> **Task item**: Gather the lines from the material that contain "impl".

> **Supplied data**:
──────

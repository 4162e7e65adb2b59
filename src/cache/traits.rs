//! Core traits and types shared by the layer stores.

use serde::{de::DeserializeOwned, Serialize};
use std::fmt;

/// One independently-fetched, independently-keyed slice of equipment data.
#[derive(Debug, Clone, Copy, PartialEq, Eq, Hash, PartialOrd, Ord)]
pub enum Layer {
  /// Base inventory, keyed by `electroId`
  Main,
  /// Panel specifications, keyed by `electroId`
  Panels,
  /// Partner-program flags, keyed by `stopId`
  Partner,
}

impl Layer {
  pub const ALL: [Layer; 3] = [Layer::Main, Layer::Panels, Layer::Partner];

  /// Name used on the wire (`?layer=`) and in metadata rows.
  pub fn as_str(self) -> &'static str {
    match self {
      Layer::Main => "main",
      Layer::Panels => "panels",
      Layer::Partner => "partner",
    }
  }

  /// Storage partition holding this layer's records.
  pub fn table(self) -> &'static str {
    match self {
      Layer::Main => "main_layer",
      Layer::Panels => "panels_layer",
      Layer::Partner => "partner_layer",
    }
  }

  pub fn parse(name: &str) -> Option<Self> {
    Self::ALL
      .into_iter()
      .find(|layer| layer.as_str().eq_ignore_ascii_case(name.trim()))
  }
}

impl fmt::Display for Layer {
  fn fmt(&self, f: &mut fmt::Formatter<'_>) -> fmt::Result {
    f.pad(self.as_str())
  }
}

/// Trait for records that live in a layer partition.
///
/// Records without a key can still be displayed but are never persisted
/// or joined.
pub trait LayerRecord: Clone + Send + Sync + Serialize + DeserializeOwned + 'static {
  /// Partition this record type belongs to
  const LAYER: Layer;

  /// Join/upsert key, or None when the record is orphaned
  fn layer_key(&self) -> Option<&str>;
}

──────

> **Solution below**:
impl Layer {
impl fmt::Display for Layer {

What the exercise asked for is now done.